//! Risk Policy & Thresholds
//!
//! Tier thresholds for the resolver.
//! No resolve logic here, only config.

use std::str::FromStr;

use serde::{Deserialize, Serialize};

use crate::constants::{DEFAULT_DEVELOPING_FAULT_THRESHOLD, DEFAULT_NORMAL_FLOOR, DEFAULT_RED_THRESHOLD};
use crate::error::{RiskError, RiskResult};

// ============================================================================
// DEVELOPING FAULT RULE (YELLOW tier, probability half)
// ============================================================================

/// Exactly one variant is active per engine.
#[derive(Debug, Clone, Copy, PartialEq, Serialize, Deserialize)]
#[serde(tag = "rule", content = "threshold", rename_all = "snake_case")]
pub enum DevelopingFaultRule {
    /// Top fault probability > threshold
    FaultProbabilityAbove(f64),
    /// "Normal" probability < threshold
    NormalProbabilityBelow(f64),
}

impl DevelopingFaultRule {
    pub fn threshold(&self) -> f64 {
        match self {
            DevelopingFaultRule::FaultProbabilityAbove(t)
            | DevelopingFaultRule::NormalProbabilityBelow(t) => *t,
        }
    }

    pub fn fires(&self, normal: f64, top_fault: f64) -> bool {
        match self {
            DevelopingFaultRule::FaultProbabilityAbove(t) => top_fault > *t,
            DevelopingFaultRule::NormalProbabilityBelow(t) => normal < *t,
        }
    }
}

impl Default for DevelopingFaultRule {
    fn default() -> Self {
        DevelopingFaultRule::FaultProbabilityAbove(DEFAULT_DEVELOPING_FAULT_THRESHOLD)
    }
}

impl std::fmt::Display for DevelopingFaultRule {
    fn fmt(&self, f: &mut std::fmt::Formatter<'_>) -> std::fmt::Result {
        match self {
            DevelopingFaultRule::FaultProbabilityAbove(t) => write!(f, "fault_above:{}", t),
            DevelopingFaultRule::NormalProbabilityBelow(t) => write!(f, "normal_below:{}", t),
        }
    }
}

/// Parses `fault_above:<t>` or `normal_below:<t>`. A bare rule name uses
/// its default threshold.
impl FromStr for DevelopingFaultRule {
    type Err = RiskError;

    fn from_str(s: &str) -> Result<Self, Self::Err> {
        let (name, value) = match s.trim().split_once(':') {
            Some((name, value)) => (name.trim(), Some(value.trim())),
            None => (s.trim(), None),
        };

        let threshold = value
            .map(|v| {
                v.parse::<f64>()
                    .map_err(|_| RiskError::InvalidPolicy(format!("bad threshold '{}'", v)))
            })
            .transpose()?;

        match name {
            "fault_above" => Ok(DevelopingFaultRule::FaultProbabilityAbove(
                threshold.unwrap_or(DEFAULT_DEVELOPING_FAULT_THRESHOLD),
            )),
            "normal_below" => Ok(DevelopingFaultRule::NormalProbabilityBelow(
                threshold.unwrap_or(DEFAULT_NORMAL_FLOOR),
            )),
            other => Err(RiskError::InvalidPolicy(format!("unknown developing fault rule '{}'", other))),
        }
    }
}

// ============================================================================
// POLICY
// ============================================================================

#[derive(Debug, Clone, Copy, PartialEq, Serialize, Deserialize)]
pub struct RiskPolicy {
    /// Any fault strictly above this = RED
    pub red_threshold: f64,
    pub developing_fault: DevelopingFaultRule,
}

impl Default for RiskPolicy {
    fn default() -> Self {
        Self {
            red_threshold: DEFAULT_RED_THRESHOLD,
            developing_fault: DevelopingFaultRule::default(),
        }
    }
}

impl RiskPolicy {
    /// Earlier API behavior: YELLOW when "Normal" drops below 90%
    pub fn normal_floor() -> Self {
        Self {
            developing_fault: DevelopingFaultRule::NormalProbabilityBelow(DEFAULT_NORMAL_FLOOR),
            ..Default::default()
        }
    }

    pub fn validate(&self) -> RiskResult<()> {
        for (name, value) in [
            ("red_threshold", self.red_threshold),
            ("developing_fault", self.developing_fault.threshold()),
        ] {
            if !value.is_finite() || !(0.0..=1.0).contains(&value) {
                return Err(RiskError::InvalidPolicy(format!(
                    "{} must be within [0, 1], got {}",
                    name, value
                )));
            }
        }
        Ok(())
    }
}
//! Features Module - Feature layout and vector
//!
//! The ESP feature vector is computed upstream; this module only fixes its
//! shape and naming.

pub mod layout;
pub mod vector;

// Re-export common types
pub use layout::{feature_index, feature_name, layout_hash, LayoutInfo, FEATURE_COUNT, FEATURE_LAYOUT};
pub use vector::FeatureVector;
//! Error types for the risk assessment engine.

use thiserror::Error;

/// Errors raised by the engine and its input types.
///
/// None of these are retried: the engine is stateless, so a retry
/// reproduces the identical failure.
#[derive(Debug, Clone, PartialEq, Error)]
pub enum RiskError {
    /// Feature vector does not match the fixed layout length.
    #[error("Expected {expected} features, but received {actual}")]
    InvalidFeatureCount { expected: usize, actual: usize },

    /// Distribution has no label other than "Normal".
    #[error("probability distribution has no fault labels")]
    EmptyFaultSet,

    /// Distribution lacks the reserved "Normal" label.
    #[error("probability distribution is missing the 'Normal' label")]
    MissingNormalLabel,

    #[error("duplicate class label '{0}'")]
    DuplicateLabel(String),

    /// Classifier returned parallel arrays of different length.
    #[error("{labels} class labels but {probabilities} probabilities")]
    LabelCountMismatch { labels: usize, probabilities: usize },

    #[error("invalid probability {value} for label '{label}'")]
    InvalidProbability { label: String, value: f64 },

    #[error("drift threshold index {index} is outside the feature layout ({count} features)")]
    InvalidThresholdIndex { index: usize, count: usize },

    #[error("invalid policy: {0}")]
    InvalidPolicy(String),
}

/// Result type for engine operations.
pub type RiskResult<T> = Result<T, RiskError>;
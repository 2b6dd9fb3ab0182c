//! ESP Risk Assessment API
//!
//! Thin HTTP layer over `esp-risk-core`.
//!
//! # Architecture
//!
//! ```text
//! ┌──────────────────────────────────────────────────────────┐
//! │                    ESP RISK API                          │
//! ├──────────────────────────────────────────────────────────┤
//! │  ┌───────────┐   ┌──────────────┐   ┌─────────────────┐  │
//! │  │  Router   │──►│  Classifier  │──►│   RiskEngine    │  │
//! │  │  (Axum)   │   │  (ONNX)      │   │  drift + tiers  │  │
//! │  └───────────┘   └──────────────┘   └─────────────────┘  │
//! └──────────────────────────────────────────────────────────┘
//! ```

pub mod config;
pub mod error;
pub mod handlers;
pub mod models;

use std::sync::Arc;

use axum::{
    Router,
    routing::{get, post},
};
use tower_http::{
    cors::{CorsLayer, Any},
    trace::TraceLayer,
    compression::CompressionLayer,
};
use tracing_subscriber::{layer::SubscriberExt, util::SubscriberInitExt};

use esp_risk_core::{Classifier, RiskEngine};

pub use config::Config;
pub use error::{AppError, AppResult};

/// Shared application state
///
/// Engine and classifier are built once in `main` and only read afterwards.
#[derive(Clone)]
pub struct AppState {
    pub engine: Arc<RiskEngine>,
    pub classifier: Arc<dyn Classifier>,
}

impl AppState {
    pub fn new(engine: RiskEngine, classifier: Arc<dyn Classifier>) -> Self {
        Self {
            engine: Arc::new(engine),
            classifier,
        }
    }
}

/// Initialize logging. `LOG_FORMAT=json` switches to JSON lines; `log`
/// records from the core are bridged in by `tracing-subscriber`.
pub fn init_tracing() {
    let json = std::env::var("LOG_FORMAT")
        .map(|f| f.eq_ignore_ascii_case("json"))
        .unwrap_or(false);

    let filter = tracing_subscriber::EnvFilter::try_from_default_env()
        .unwrap_or_else(|_| "esp_risk_server=debug,esp_risk_core=info,tower_http=debug".into());

    let registry = tracing_subscriber::registry().with(filter);
    if json {
        registry.with(tracing_subscriber::fmt::layer().json()).init();
    } else {
        registry.with(tracing_subscriber::fmt::layer()).init();
    }
}

/// Create the main router with all routes
pub fn create_router(state: AppState) -> Router {
    Router::new()
        .route("/", get(handlers::health::root))
        .route("/health", get(handlers::health::check))
        .route("/predict", post(handlers::predict::predict))
        .route("/api/v1/thresholds", get(handlers::thresholds::get))
        .layer(CompressionLayer::new())
        .layer(TraceLayer::new_for_http())
        .layer(
            CorsLayer::new()
                .allow_origin(Any)
                .allow_methods(Any)
                .allow_headers(Any)
        )
        .with_state(state)
}
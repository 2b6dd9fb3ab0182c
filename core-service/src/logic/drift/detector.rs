//! Drift Detector
//!
//! Compares raw readings against the fixed engineering bounds,
//! independent of what the classifier thinks.

use super::types::{DriftFinding, DriftThresholdTable};
use crate::logic::features::FeatureVector;

/// Findings ordered by increasing feature index.
///
/// Indices without a table entry are never evaluated.
pub fn detect(features: &FeatureVector, table: &DriftThresholdTable) -> Vec<DriftFinding> {
    table
        .entries()
        .filter_map(|entry| {
            let value = features.get(entry.index)?;
            entry.bound.is_violated(value, entry.threshold).then(|| DriftFinding {
                index: entry.index,
                feature: entry.feature.clone(),
                value,
                threshold: entry.threshold,
                bound: entry.bound,
            })
        })
        .collect()
}

// ============================================================================
// TESTS
// ============================================================================

#[cfg(test)]
mod tests {
    use super::*;

    /// Every configured feature sits just inside its bound
    fn healthy() -> FeatureVector {
        FeatureVector::from([0.001, 0.1, 0.001, 5.0, 0.01, 0.5, -7.0])
    }

    #[test]
    fn test_no_drift_inside_bounds() {
        let findings = detect(&healthy(), &DriftThresholdTable::default());
        assert!(findings.is_empty());
    }

    #[test]
    fn test_reference_vector() {
        let features = FeatureVector::from([-1.0, 0.2, 0.3, 0.1, 0.8, 0.4, 0.3]);
        let findings = detect(&features, &DriftThresholdTable::default());

        let rendered: Vec<String> = findings.iter().map(|f| f.to_string()).collect();
        assert_eq!(
            rendered,
            vec![
                "rms(98,102) (value: 0.200)",
                "median(98,102) (value: 0.300)",
                "peak2x (value: 0.800)",
                "b (value: 0.300)",
            ]
        );
    }

    #[test]
    fn test_equal_to_threshold_does_not_drift() {
        let features = FeatureVector::from([0.003, 0.18, 0.002, 0.0, 0.012, -0.001, -6.0]);
        assert!(detect(&features, &DriftThresholdTable::default()).is_empty());
    }

    #[test]
    fn test_lower_bound() {
        let mut values = *healthy().as_array();
        values[5] = -0.5;
        let findings = detect(&FeatureVector::from(values), &DriftThresholdTable::default());

        assert_eq!(findings.len(), 1);
        assert_eq!(findings[0].feature, "a");
        assert_eq!(findings[0].value, -0.5);
    }

    #[test]
    fn test_unconfigured_feature_ignored() {
        let mut values = *healthy().as_array();
        values[3] = 1_000.0; // peak1x has no bound
        assert!(detect(&FeatureVector::from(values), &DriftThresholdTable::default()).is_empty());
    }

    #[test]
    fn test_custom_table() {
        let table = DriftThresholdTable::builder().upper(3, 1.0).build().unwrap();
        let findings = detect(&FeatureVector::from([9.0, 9.0, 9.0, 1.5, 9.0, 9.0, 9.0]), &table);
        assert_eq!(findings.len(), 1);
        assert_eq!(findings[0].feature, "peak1x");
    }

    mod properties {
        use super::*;
        use proptest::prelude::*;

        proptest! {
            #[test]
            fn value_at_threshold_never_drifts(
                mut values in proptest::array::uniform7(-100.0f64..100.0),
                index in 0usize..7,
                threshold in -100.0f64..100.0,
                upper in any::<bool>(),
            ) {
                let builder = DriftThresholdTable::builder();
                let table = if upper {
                    builder.upper(index, threshold)
                } else {
                    builder.lower(index, threshold)
                }
                .build()
                .unwrap();

                values[index] = threshold;
                prop_assert!(detect(&FeatureVector::from(values), &table).is_empty());

                values[index] = if upper { threshold + 1.0 } else { threshold - 1.0 };
                let findings = detect(&FeatureVector::from(values), &table);
                prop_assert_eq!(findings.len(), 1);
                prop_assert_eq!(findings[0].index, index);
            }
        }
    }
}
* * * *
What you are asked to do: Only the lines from the one with "values[index] = threshold;" to the end of the listing are wanted. Print them exactly, keeping both ends.

Solution for this problem:
                values[index] = threshold;
                prop_assert!(detect(&FeatureVector::from(values), &table).is_empty());

                values[index] = if upper { threshold + 1.0 } else { threshold - 1.0 };
                let findings = detect(&FeatureVector::from(values), &table);
                prop_assert_eq!(findings.len(), 1);
                prop_assert_eq!(findings[0].index, index);
            }
        }
    }
}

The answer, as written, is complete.